The Euro was again confined to narrow ranges during Friday with resistance close to 1.34 and it edged lower during the US session. Technical considerations had an important influence during the day as the Euro traded close to key resistance levels just above the 1.34 level, including the 200-week moving average. The currency was over-bought on a short-term perspective following strong gains and this combination made it even more difficult to attack resistance levels.
There was further speculation that the Federal Reserve would move to a September tapering of bond purchases and there was some reluctance to sell the dollar aggressively as the Euro dipped to test support below 1.3350 later in the US session.
The latest betting odds have increased the probability of a September Fed tapering which provided some net dollar support and comments from Fed officials will be watched very closely during this week.
The latest CFTC positioning data recorded a net long speculative Euro position against the dollar for the first time since mid June which will substantially lessen the risk of a further covering of short positions.

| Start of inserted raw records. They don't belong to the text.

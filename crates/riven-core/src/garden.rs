//! Garden stages.
//!
//! Maps a streak length to one of eleven growth stages. The mapping is pure
//! and total: stage 0 starts at day 0, thresholds strictly increase, and a
//! streak belongs to the highest stage whose threshold it has reached.

use serde::Serialize;

use crate::error::ValidationError;

pub const STAGE_COUNT: usize = 11;

/// One growth tier of the garden.
#[derive(Debug, Clone, Copy, PartialEq, Eq, Serialize)]
pub struct GardenStage {
    /// Inclusive lower bound in streak days.
    pub min_days: u32,
    pub name: &'static str,
    pub description: &'static str,
}

const DEFAULT_STAGES: [GardenStage; STAGE_COUNT] = [
    GardenStage {
        min_days: 0,
        name: "Bare Soil",
        description: "Freshly turned earth, waiting for its first seed.",
    },
    GardenStage {
        min_days: 1,
        name: "Seed",
        description: "A single seed has been planted.",
    },
    GardenStage {
        min_days: 3,
        name: "Sprout",
        description: "A green shoot breaks through the soil.",
    },
    GardenStage {
        min_days: 7,
        name: "Seedling",
        description: "The first true leaves unfold.",
    },
    GardenStage {
        min_days: 14,
        name: "Sapling",
        description: "A thin trunk stands on its own.",
    },
    GardenStage {
        min_days: 30,
        name: "Young Tree",
        description: "Branches reach out and bark thickens.",
    },
    GardenStage {
        min_days: 60,
        name: "Flowering Tree",
        description: "Blossoms cover every branch.",
    },
    GardenStage {
        min_days: 100,
        name: "Fruiting Tree",
        description: "The tree bears its first fruit.",
    },
    GardenStage {
        min_days: 200,
        name: "Grove",
        description: "New trees have taken root around the first.",
    },
    GardenStage {
        min_days: 365,
        name: "Ancient Tree",
        description: "A full year of roots runs deep.",
    },
    GardenStage {
        min_days: 1000,
        name: "World Tree",
        description: "Its canopy shelters the whole garden.",
    },
];

static DEFAULT_TABLE: GardenStages = GardenStages {
    stages: DEFAULT_STAGES,
};

/// Stage index for `streak` in the default table.
pub fn stage_index(streak: u32) -> usize {
    DEFAULT_TABLE.stage_index(streak)
}

/// Stage for `streak` in the default table.
pub fn stage_of(streak: u32) -> &'static GardenStage {
    DEFAULT_TABLE.stage_of(streak)
}

/// Threshold table for the garden.
#[derive(Debug, Clone, PartialEq, Eq, Serialize)]
pub struct GardenStages {
    stages: [GardenStage; STAGE_COUNT],
}

impl Default for GardenStages {
    fn default() -> Self {
        DEFAULT_TABLE.clone()
    }
}

impl GardenStages {
    /// Default stages with custom thresholds.
    ///
    /// # Errors
    /// Fails unless there are exactly eleven thresholds, the first is 0, and
    /// each is greater than the one before.
    pub fn with_thresholds(thresholds: &[u32]) -> Result<Self, ValidationError> {
        if thresholds.len() != STAGE_COUNT {
            return Err(ValidationError::StageCount {
                expected: STAGE_COUNT,
                actual: thresholds.len(),
            });
        }
        if thresholds[0] != 0 {
            return Err(ValidationError::FirstStageNotZero(thresholds[0]));
        }
        for (index, pair) in thresholds.windows(2).enumerate() {
            if pair[1] <= pair[0] {
                return Err(ValidationError::ThresholdNotIncreasing {
                    index: index + 1,
                    value: pair[1],
                    previous: pair[0],
                });
            }
        }

        let mut stages = DEFAULT_STAGES;
        for (stage, &min_days) in stages.iter_mut().zip(thresholds) {
            stage.min_days = min_days;
        }
        Ok(Self { stages })
    }

    pub fn stages(&self) -> &[GardenStage] {
        &self.stages
    }

    pub fn thresholds(&self) -> Vec<u32> {
        self.stages.iter().map(|s| s.min_days).collect()
    }

    pub fn stage_index(&self, streak: u32) -> usize {
        // Stage 0 starts at day 0, so the partition point is at least 1.
        self.stages
            .partition_point(|s| s.min_days <= streak)
            .saturating_sub(1)
    }

    pub fn stage_of(&self, streak: u32) -> &GardenStage {
        &self.stages[self.stage_index(streak)]
    }

    /// Where `streak` sits between its stage and the next one.
    pub fn progress(&self, streak: u32) -> GardenProgress {
        let index = self.stage_index(streak);
        let stage = self.stages[index];
        let next_stage = self.stages.get(index + 1).copied();

        let (days_to_next, fraction) = match next_stage {
            Some(next) => {
                let span = next.min_days - stage.min_days;
                let into = streak - stage.min_days;
                (
                    Some(next.min_days - streak),
                    f64::from(into) / f64::from(span),
                )
            }
            None => (None, 1.0),
        };

        GardenProgress {
            streak,
            stage_index: index,
            stage,
            next_stage,
            days_to_next,
            fraction,
        }
    }
}

/// Progress towards the next garden stage.
#[derive(Debug, Clone, PartialEq, Serialize)]
pub struct GardenProgress {
    pub streak: u32,
    pub stage_index: usize,
    pub stage: GardenStage,
    pub next_stage: Option<GardenStage>,
    /// `None` once the final stage is reached.
    pub days_to_next: Option<u32>,
    /// 0.0 at the start of the stage, approaching 1.0 near the next.
    pub fraction: f64,
}

#[cfg(test)]
mod tests {
    use super::*;
    use proptest::prelude::*;

    #[test]
    fn default_thresholds() {
        assert_eq!(
            GardenStages::default().thresholds(),
            vec![0, 1, 3, 7, 14, 30, 60, 100, 200, 365, 1000]
        );
    }

    #[test]
    fn stage_boundaries() {
        assert_eq!(stage_index(0), 0);
        assert_eq!(stage_index(1), 1);
        assert_eq!(stage_index(2), 1);
        assert_eq!(stage_index(3), 2);
        assert_eq!(stage_index(6), 2);
        assert_eq!(stage_index(7), 3);
        assert_eq!(stage_index(364), 8);
        assert_eq!(stage_index(365), 9);
        assert_eq!(stage_index(999), 9);
        assert_eq!(stage_index(1000), 10);
        assert_eq!(stage_index(u32::MAX), 10);
        assert_eq!(stage_of(30).name, "Young Tree");
    }

    #[test]
    fn custom_thresholds_are_used() {
        let garden =
            GardenStages::with_thresholds(&[0, 2, 4, 6, 8, 10, 12, 14, 16, 18, 20]).unwrap();
        assert_eq!(garden.stage_index(5), 2);
        assert_eq!(garden.stage_of(20).name, "World Tree");
    }

    #[test]
    fn rejects_bad_threshold_tables() {
        assert!(matches!(
            GardenStages::with_thresholds(&[0, 1, 2]),
            Err(ValidationError::StageCount { actual: 3, .. })
        ));
        assert!(matches!(
            GardenStages::with_thresholds(&[1, 2, 3, 4, 5, 6, 7, 8, 9, 10, 11]),
            Err(ValidationError::FirstStageNotZero(1))
        ));
        assert!(matches!(
            GardenStages::with_thresholds(&[0, 1, 3, 3, 14, 30, 60, 100, 200, 365, 1000]),
            Err(ValidationError::ThresholdNotIncreasing { index: 3, .. })
        ));
    }

    #[test]
    fn progress_midway() {
        let progress = GardenStages::default().progress(10);
        assert_eq!(progress.stage_index, 3);
        assert_eq!(progress.days_to_next, Some(4));
        assert_eq!(progress.next_stage.map(|s| s.name), Some("Sapling"));
        assert!((progress.fraction - 3.0 / 7.0).abs() < 1e-9);
    }

    #[test]
    fn progress_at_final_stage() {
        let progress = GardenStages::default().progress(1500);
        assert_eq!(progress.stage_index, 10);
        assert_eq!(progress.days_to_next, None);
        assert_eq!(progress.fraction, 1.0);
    }

    proptest! {
        #[test]
        fn prop_stage_lookup_is_total_and_monotone(d in 0u32..=100_000) {
            let index = stage_index(d);
            prop_assert!(index < STAGE_COUNT);
            prop_assert!(DEFAULT_STAGES[index].min_days <= d);
            if let Some(next) = DEFAULT_STAGES.get(index + 1) {
                prop_assert!(next.min_days > d);
            }
            prop_assert!(stage_index(d + 1) >= index);
        }
    }

    #[test]
    fn exhaustive_range_is_non_decreasing() {
        let mut previous = 0;
        for d in 0..=100_000u32 {
            let index = stage_index(d);
            assert!(index >= previous);
            previous = index;
        }
        assert_eq!(previous, 10);
    }
}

The overall positioning was still long dollars which will hamper the US currency even though positions declined for the third successive week.
The Euro edged lower on Monday while holding above 1.33.
The Euro positioning shift and yield factors, allied with underlying US fundamental trends, will provide dollar support.
A solid base for the US currency against the Euro should be in place particularly given net global reserve flows which will strongly favour the US dollar. It will still be tough going for the US currency to regain much ground in the short term given that a September Fed tapering has effectively been priced in.
This will be another important week for Sterling with the latest inflation and unemployment data due for release. Following the Bank of England forward guidance released last week, the data will be very important. Any increase in the inflation rate would increase speculation that the MPC will need to raise rates earlier than they would like to while higher unemployment would have the reverse effect. Overall, Sterling will find it difficult to make much headway in the short term.